High on Life Review

It might be wrong to accuse a videogame of intoxication, but when it comes to Squanch Games’ High On Life, there’s certainly a whiff of inebriation emanating from its presence as you stare bemuse-faced at it. Oh wait a second, disembodied monster heads who are fused to guns as attachments, talking and spitting swearwords, pop-culture references and fourth-wall breaking swerves at you?  Yep, High On Life has a dangerously high BAC-type level of stupid and gratuitous blabbering for you to raunch on, to a degree approaching critical overdose. What this means in plain speak, is that it’s a comfortingly raucous FPS that is pleasingly short, explosive like an undesirable bowel habit, and is verbally over-the-top, but does its ebullient mouthiness payoff handsomely, or will you want to play it on mute?

High On Life, the brainchild of Justin Roiland, the co-architect of Adult Swim’s Rick and Morty, is an FPS where the weapons sport ugly monstrous faces, who cuss and spew unrelenting babble at you. The humour is either love it or leave it, but it does a pleasing job at catching you off guard at times, especially when it makes references to aspects of its own design and other videogames.

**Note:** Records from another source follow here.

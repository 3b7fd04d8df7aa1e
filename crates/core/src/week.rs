//! Week bucketing.
//!
//! A week starts on the configured anchor day. The bucket for a date is the
//! most recent anchor day on or before it, computed from the calendar date
//! alone so the result never depends on locale.

use std::fmt;
use std::str::FromStr;

use chrono::{Datelike, Duration, NaiveDate, Weekday};
use serde::{Deserialize, Serialize};

use crate::error::PipelineError;

/// The day a week starts on. Defaults to Monday (ISO 8601).
#[derive(Debug, Clone, Copy, PartialEq, Eq, Hash, Serialize, Deserialize)]
pub struct WeekAnchor(Weekday);

impl WeekAnchor {
    /// Creates an anchor on the given weekday.
    #[must_use]
    pub const fn new(day: Weekday) -> Self {
        Self(day)
    }

    /// Returns the anchor weekday.
    #[must_use]
    pub const fn weekday(&self) -> Weekday {
        self.0
    }

    /// Returns the start of the week containing `date`.
    #[must_use]
    pub fn week_start(&self, date: NaiveDate) -> NaiveDate {
        let day = date.weekday().num_days_from_monday();
        let anchor = self.0.num_days_from_monday();
        let offset = (7 + day - anchor) % 7;
        date - Duration::days(i64::from(offset))
    }
}

impl Default for WeekAnchor {
    fn default() -> Self {
        Self(Weekday::Mon)
    }
}

impl FromStr for WeekAnchor {
    type Err = PipelineError;

    fn from_str(s: &str) -> Result<Self, Self::Err> {
        let day = match s.trim().to_lowercase().as_str() {
            "mon" | "monday" => Weekday::Mon,
            "tue" | "tuesday" => Weekday::Tue,
            "wed" | "wednesday" => Weekday::Wed,
            "thu" | "thursday" => Weekday::Thu,
            "fri" | "friday" => Weekday::Fri,
            "sat" | "saturday" => Weekday::Sat,
            "sun" | "sunday" => Weekday::Sun,
            _ => {
                return Err(PipelineError::configuration(format!(
                    "invalid week_anchor: '{s}'. Valid values: monday..sunday"
                )))
            }
        };
        Ok(Self(day))
    }
}

impl fmt::Display for WeekAnchor {
    fn fmt(&self, f: &mut fmt::Formatter<'_>) -> fmt::Result {
        let name = match self.0 {
            Weekday::Mon => "monday",
            Weekday::Tue => "tuesday",
            Weekday::Wed => "wednesday",
            Weekday::Thu => "thursday",
            Weekday::Fri => "friday",
            Weekday::Sat => "saturday",
            Weekday::Sun => "sunday",
        };
        f.write_str(name)
    }
}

For instance, there are a few surprising Hollywood stars that show up, and through one of the Gatlians, an indie game from another developer is given a thorough recommendation. It’s these sprigs of surprise that keep High On Life from getting too stale, even when the humour has gotten stale. Nods to other videogames within a videogame isn’t new, but when it’s done well like High On Life does it, you can appreciate its ability to offer up a memorable experience despite its cloying tendencies.

Alien invasions are run-of-the-mill in artistic media, so how would you like a story pertaining to an alien invasion where soul-sucking invaders want to use Earth’s citizens as hallucinogenic dope? The G3 are the source of alien scourge this time, and they want to hurtle down to earth and make you all their narcotic indulgences.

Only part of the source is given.